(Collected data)
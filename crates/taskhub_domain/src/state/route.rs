#[derive(Clone, Copy, Debug, Eq, PartialEq)]
pub enum RouteKind {
    WorkspaceScoped,
    Generic,
}

/// The current client-side location: a normalized path plus its query
/// parameters in order of appearance.
#[derive(Clone, Debug, Eq, PartialEq)]
pub struct RouteState {
    path: String,
    query: Vec<(String, String)>,
}

pub(crate) const WORKSPACES_SEGMENT: &str = "workspaces";

impl RouteState {
    pub fn root() -> Self {
        Self {
            path: "/".to_owned(),
            query: Vec::new(),
        }
    }

    pub fn parse(url: &str) -> Self {
        let (path, raw_query) = match url.split_once('?') {
            Some((path, query)) => (path, Some(query)),
            None => (url, None),
        };

        let path = path.trim();
        let path = if path.is_empty() {
            "/".to_owned()
        } else if path.starts_with('/') {
            path.to_owned()
        } else {
            format!("/{path}")
        };

        let query = raw_query
            .into_iter()
            .flat_map(|q| q.split('&'))
            .filter(|pair| !pair.is_empty())
            .map(|pair| match pair.split_once('=') {
                Some((key, value)) => (key.to_owned(), value.to_owned()),
                None => (pair.to_owned(), String::new()),
            })
            .collect();

        Self { path, query }
    }

    pub fn path(&self) -> &str {
        &self.path
    }

    pub fn query(&self) -> &[(String, String)] {
        &self.query
    }

    pub(crate) fn path_segments(&self) -> Vec<&str> {
        self.path.split('/').filter(|s| !s.is_empty()).collect()
    }

    pub fn kind(&self) -> RouteKind {
        match self.path_segments().first() {
            Some(&WORKSPACES_SEGMENT) => RouteKind::WorkspaceScoped,
            _ => RouteKind::Generic,
        }
    }
}

#[cfg(test)]
mod tests {
    use super::*;

    #[test]
    fn parse_splits_path_and_query() {
        let route = RouteState::parse("/dashboard?filter=open&sort=due");
        assert_eq!(route.path(), "/dashboard");
        assert_eq!(
            route.query(),
            &[
                ("filter".to_owned(), "open".to_owned()),
                ("sort".to_owned(), "due".to_owned()),
            ]
        );
    }

    #[test]
    fn parse_normalizes_missing_leading_slash_and_empty_path() {
        assert_eq!(RouteState::parse("dashboard").path(), "/dashboard");
        assert_eq!(RouteState::parse("").path(), "/");
        assert_eq!(RouteState::parse("?workspaceId=w1").path(), "/");
    }

    #[test]
    fn workspace_scoped_requires_workspaces_as_first_segment() {
        assert_eq!(
            RouteState::parse("/workspaces/w1").kind(),
            RouteKind::WorkspaceScoped
        );
        assert_eq!(
            RouteState::parse("/workspaces/w1/tasks/3").kind(),
            RouteKind::WorkspaceScoped
        );
        assert_eq!(RouteState::parse("/workspaces").kind(), RouteKind::WorkspaceScoped);
        assert_eq!(RouteState::parse("/dashboard").kind(), RouteKind::Generic);
        assert_eq!(
            RouteState::parse("/workspace-settings").kind(),
            RouteKind::Generic
        );
        assert_eq!(
            RouteState::parse("/settings/workspaces").kind(),
            RouteKind::Generic
        );
    }
}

▶ _ABOUT THIS EXERCISE_: Would you copy out each line of the records above where the word "sort" occurs?

▶ _SOLVED PROBLEM_:
        let route = RouteState::parse("/dashboard?filter=open&sort=due");
                ("sort".to_owned(), "due".to_owned()),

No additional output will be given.